//! Filesystem-backed content-addressed cache
//!
//! Entries live at `<root>/<hash[..2]>/<hash[2..]>`. Uploads are written to a
//! private temporary file in the cache root, verified, and then renamed into
//! place, so readers never observe a partially written entry. No in-memory
//! lock is taken: rename is atomic, and two uploads of the same hash carry the
//! same bytes.

use crate::cache::hash::{ContentHash, ContentHasher};
use crate::error::{OffbuildError, OffbuildResult};
use crate::model::{File, Package};
use std::path::{Path, PathBuf};
use tokio::io::{AsyncRead, AsyncReadExt, AsyncWriteExt};
use tracing::{debug, info};

/// Read buffer size for uploads
const COPY_BUF_SIZE: usize = 64 * 1024;

/// Prefix for in-flight upload files in the cache root
const TEMP_PREFIX: &str = ".upload-";

/// Content-addressed blob store
#[derive(Debug, Clone)]
pub struct ContentCache {
    root: PathBuf,
}

impl ContentCache {
    /// Open a cache rooted at `root`, creating the directory if needed
    pub async fn open(root: impl Into<PathBuf>) -> OffbuildResult<Self> {
        let root = root.into();
        tokio::fs::create_dir_all(&root)
            .await
            .map_err(|e| OffbuildError::io(format!("creating cache dir {}", root.display()), e))?;
        Ok(Self { root })
    }

    pub fn root(&self) -> &Path {
        &self.root
    }

    /// Canonical path of the entry for `hash`
    pub fn path(&self, hash: &ContentHash) -> PathBuf {
        self.root.join(hash.prefix()).join(hash.remainder())
    }

    /// Whether an entry for `hash` has been published
    pub async fn contains(&self, hash: &ContentHash) -> OffbuildResult<bool> {
        let path = self.path(hash);
        tokio::fs::try_exists(&path)
            .await
            .map_err(|e| OffbuildError::io(format!("checking cache entry {}", path.display()), e))
    }

    /// Store the bytes read from `reader` under the declared `hash`.
    ///
    /// The bytes are hashed as they arrive. If the digest differs from
    /// `hash` the upload is rejected with [`OffbuildError::ContentMismatch`]
    /// and nothing is published.
    pub async fn put<R>(&self, hash: &ContentHash, mut reader: R) -> OffbuildResult<u64>
    where
        R: AsyncRead + Unpin,
    {
        // Dropping the NamedTempFile removes it on every error path.
        let temp = tempfile::Builder::new()
            .prefix(TEMP_PREFIX)
            .tempfile_in(&self.root)
            .map_err(|e| OffbuildError::io("creating upload temp file", e))?;

        let std_file = temp
            .reopen()
            .map_err(|e| OffbuildError::io("opening upload temp file", e))?;
        let mut file = tokio::fs::File::from_std(std_file);

        let mut hasher = ContentHasher::new();
        let mut buf = vec![0u8; COPY_BUF_SIZE];
        let mut written = 0u64;

        loop {
            let n = reader
                .read(&mut buf)
                .await
                .map_err(|e| OffbuildError::io("reading upload body", e))?;
            if n == 0 {
                break;
            }
            hasher.update(&buf[..n]);
            file.write_all(&buf[..n])
                .await
                .map_err(|e| OffbuildError::io("writing upload temp file", e))?;
            written += n as u64;
        }

        file.flush()
            .await
            .map_err(|e| OffbuildError::io("flushing upload temp file", e))?;
        drop(file);

        let actual = hasher.finalize();
        if &actual != hash {
            debug!(declared = %hash, %actual, "Rejecting upload with mismatched content");
            return Err(OffbuildError::ContentMismatch {
                expected: hash.to_string(),
                actual: actual.to_string(),
            });
        }

        let dest = self.path(hash);
        if let Some(parent) = dest.parent() {
            tokio::fs::create_dir_all(parent).await.map_err(|e| {
                OffbuildError::io(format!("creating cache shard {}", parent.display()), e)
            })?;
        }

        temp.persist(&dest).map_err(|e| {
            OffbuildError::io(format!("publishing cache entry {}", dest.display()), e.error)
        })?;

        info!(hash = %hash, bytes = written, "Cached file");
        Ok(written)
    }

    /// Return, per package, the files whose entries are not in the cache.
    ///
    /// Packages with nothing missing are omitted. The answer may be stale by
    /// the time the caller acts on it; a concurrent upload only turns a
    /// "missing" into a redundant upload.
    pub async fn find_missing(&self, packages: &[Package]) -> OffbuildResult<Vec<Package>> {
        let mut missing = Vec::new();

        for pkg in packages {
            let mut files: Vec<File> = Vec::new();
            for file in &pkg.files {
                if !self.contains(&file.hash).await? {
                    files.push(file.clone());
                }
            }

            if !files.is_empty() {
                missing.push(Package {
                    name: pkg.name.clone(),
                    files,
                });
            }
        }

        Ok(missing)
    }
}

#[cfg(test)]
mod tests {
    use super::*;
    use tempfile::TempDir;

    async fn cache() -> (TempDir, ContentCache) {
        let dir = TempDir::new().unwrap();
        let cache = ContentCache::open(dir.path().join("cache")).await.unwrap();
        (dir, cache)
    }

    fn entries_in(root: &Path) -> Vec<PathBuf> {
        let mut out = Vec::new();
        for shard in std::fs::read_dir(root).unwrap() {
            let shard = shard.unwrap().path();
            if shard.is_dir() {
                for entry in std::fs::read_dir(&shard).unwrap() {
                    out.push(entry.unwrap().path());
                }
            } else {
                out.push(shard);
            }
        }
        out
    }

    #[tokio::test]
    async fn put_publishes_at_canonical_path() {
        let (_dir, cache) = cache().await;
        let content = b"package main\n";
        let hash = ContentHash::of_bytes(content);

        let written = cache.put(&hash, &content[..]).await.unwrap();

        assert_eq!(written, content.len() as u64);
        let path = cache.path(&hash);
        assert_eq!(
            path,
            cache.root().join(hash.prefix()).join(hash.remainder())
        );
        assert_eq!(std::fs::read(&path).unwrap(), content);
    }

    #[tokio::test]
    async fn put_twice_is_idempotent() {
        let (_dir, cache) = cache().await;
        let content = b"same bytes";
        let hash = ContentHash::of_bytes(content);

        cache.put(&hash, &content[..]).await.unwrap();
        cache.put(&hash, &content[..]).await.unwrap();

        assert_eq!(entries_in(cache.root()), vec![cache.path(&hash)]);
        assert_eq!(std::fs::read(cache.path(&hash)).unwrap(), content);
    }

    #[tokio::test]
    async fn put_mismatch_leaves_nothing() {
        let (_dir, cache) = cache().await;
        let declared = ContentHash::of_bytes(b"what the client claims");

        let err = cache.put(&declared, &b"something else"[..]).await.unwrap_err();

        assert!(matches!(err, OffbuildError::ContentMismatch { .. }));
        assert!(!cache.contains(&declared).await.unwrap());
        assert!(entries_in(cache.root()).is_empty(), "temp file left behind");
    }

    #[tokio::test]
    async fn concurrent_puts_of_same_hash() {
        let (_dir, cache) = cache().await;
        let content = vec![7u8; 256 * 1024];
        let hash = ContentHash::of_bytes(&content);

        let mut tasks = Vec::new();
        for _ in 0..8 {
            let cache = cache.clone();
            let hash = hash.clone();
            let content = content.clone();
            tasks.push(tokio::spawn(async move {
                cache.put(&hash, &content[..]).await
            }));
        }
        for task in tasks {
            task.await.unwrap().unwrap();
        }

        assert_eq!(entries_in(cache.root()), vec![cache.path(&hash)]);
        assert_eq!(std::fs::read(cache.path(&hash)).unwrap(), content);
    }

    #[tokio::test]
    async fn find_missing_reports_only_absent_files() {
        let (_dir, cache) = cache().await;
        let cached = ContentHash::of_bytes(b"cached");
        let absent = ContentHash::of_bytes(b"absent");
        cache.put(&cached, &b"cached"[..]).await.unwrap();

        let packages = vec![
            Package {
                name: "lib".into(),
                files: vec![File {
                    name: "lib.go".into(),
                    hash: cached.clone(),
                }],
            },
            Package {
                name: "hello".into(),
                files: vec![
                    File {
                        name: "main.go".into(),
                        hash: absent.clone(),
                    },
                    File {
                        name: "util.go".into(),
                        hash: cached,
                    },
                ],
            },
        ];

        let missing = cache.find_missing(&packages).await.unwrap();

        assert_eq!(
            missing,
            vec![Package {
                name: "hello".into(),
                files: vec![File {
                    name: "main.go".into(),
                    hash: absent,
                }],
            }]
        );
    }

    #[tokio::test]
    async fn find_missing_empty_when_all_cached() {
        let (_dir, cache) = cache().await;
        let hash = ContentHash::of_bytes(b"x");
        cache.put(&hash, &b"x"[..]).await.unwrap();

        let packages = vec![Package {
            name: "x".into(),
            files: vec![File {
                name: "x.go".into(),
                hash,
            }],
        }];
        assert!(cache.find_missing(&packages).await.unwrap().is_empty());
    }
}
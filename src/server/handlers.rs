//! Request handlers for the build protocol

use crate::build::{BuildOutcome, Orchestrator};
use crate::cache::{ContentCache, ContentHash};
use crate::error::OffbuildError;
use crate::model::{BeginResponse, BuildRequest};
use crate::session::{BuildId, SessionRegistry};
use axum::body::{Body, Bytes};
use axum::extract::{Path, Query, State};
use axum::http::{header, StatusCode};
use axum::response::{IntoResponse, Response};
use axum::Json;
use futures_util::TryStreamExt;
use serde::Deserialize;
use tokio_util::io::StreamReader;
use tracing::{debug, error, info};

/// Shared state handed to every handler
#[derive(Clone)]
pub struct AppState {
    pub cache: ContentCache,
    pub sessions: SessionRegistry,
    pub orchestrator: Orchestrator,
}

/// Error response: maps [`OffbuildError`] onto a status and a short body
#[derive(Debug)]
pub struct ApiError(pub OffbuildError);

impl From<OffbuildError> for ApiError {
    fn from(err: OffbuildError) -> Self {
        Self(err)
    }
}

impl ApiError {
    pub fn status(&self) -> StatusCode {
        match &self.0 {
            OffbuildError::UnknownSession(_) => StatusCode::NOT_FOUND,
            e if e.is_client_error() => StatusCode::BAD_REQUEST,
            _ => StatusCode::INTERNAL_SERVER_ERROR,
        }
    }
}

impl IntoResponse for ApiError {
    fn into_response(self) -> Response {
        let status = self.status();
        let message = match &self.0 {
            OffbuildError::InvalidHash(_) => "bad hash size".to_string(),
            OffbuildError::InvalidBuildId(_) => "bad build id".to_string(),
            OffbuildError::UnknownSession(_) => "no such build".to_string(),
            e if status.is_client_error() => e.to_string(),
            _ => "internal server error".to_string(),
        };

        if status.is_server_error() {
            error!(error = %self.0, "Request failed");
        } else {
            debug!(error = %self.0, "Rejected request");
        }

        (
            status,
            [(header::CONTENT_TYPE, "text/plain; charset=utf-8")],
            format!("{message}\n"),
        )
            .into_response()
    }
}

type ApiResult<T> = Result<T, ApiError>;

/// `POST /begin`: register a manifest, answer with its id and the missing files
pub async fn begin(State(state): State<AppState>, body: Bytes) -> ApiResult<Json<BeginResponse>> {
    let request: BuildRequest = serde_json::from_slice(&body).map_err(|e| {
        OffbuildError::InvalidManifest(format!("malformed build request: {e}"))
    })?;
    request.validate()?;

    let missing = state.cache.find_missing(&request.packages).await?;
    let missing_files: usize = missing.iter().map(|p| p.files.len()).sum();
    let package = request.package_name.clone();
    let files = request.file_count();

    let id = state.sessions.create(request).await;
    info!(
        build_id = %id,
        %package,
        files,
        missing = missing_files,
        "Build begun"
    );

    Ok(Json(BeginResponse { id, missing }))
}

/// `POST /upload/{hash}`: store the request body as the cache entry for `hash`
pub async fn upload(
    State(state): State<AppState>,
    Path(hash): Path<String>,
    body: Body,
) -> ApiResult<StatusCode> {
    let hash = ContentHash::parse(&hash)?;

    let stream = body.into_data_stream().map_err(std::io::Error::other);
    let reader = StreamReader::new(Box::pin(stream));
    state.cache.put(&hash, reader).await?;

    Ok(StatusCode::OK)
}

/// `GET /build/{id}`: run the build and stream the artifact or diagnostics
pub async fn build(State(state): State<AppState>, Path(id): Path<String>) -> ApiResult<Response> {
    let id = BuildId::parse(&id)?;
    let session = state.sessions.lookup(&id).await?;

    match state.orchestrator.build(&id, &session.request).await? {
        BuildOutcome::CompileFailed(diagnostics) => Ok((
            StatusCode::PRECONDITION_FAILED,
            [(header::CONTENT_TYPE, "application/octet-stream")],
            diagnostics,
        )
            .into_response()),
        BuildOutcome::Success(artifact) => {
            let len = artifact.len();
            Ok((
                [
                    (header::CONTENT_TYPE, "application/octet-stream".to_string()),
                    (header::CONTENT_LENGTH, len.to_string()),
                ],
                Body::from_stream(artifact.into_stream()),
            )
                .into_response())
        }
    }
}

#[derive(Debug, Default, Deserialize)]
pub struct VersionQuery {
    format: Option<String>,
}

/// `GET /version`: toolchain version text, or the environment as JSON
pub async fn version(
    State(state): State<AppState>,
    Query(query): Query<VersionQuery>,
) -> ApiResult<Response> {
    let backend = state.orchestrator.backend();
    match query.format.as_deref() {
        Some("json") => Ok(Json(backend.environment().await?).into_response()),
        _ => Ok(backend.version().await?.into_response()),
    }
}
//! Build client: dependency resolution, manifest construction and the
//! three-phase build protocol

pub mod importer;
pub mod manifest;
pub mod protocol;

pub use importer::{GoListImporter, PackageImporter, Platform, ResolvedPackage};
pub use manifest::{Manifest, ManifestBuilder, SourceIndex};
pub use protocol::{run_build, BuildClient, BuildOptions, BuildSummary};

## [EXERCISE REQUIREMENTS]
Could you return all lines from the data above that contain the string "importer"?

## [OUTPUT FOR THIS EXERCISE]
pub mod importer;
pub use importer::{GoListImporter, PackageImporter, Platform, ResolvedPackage};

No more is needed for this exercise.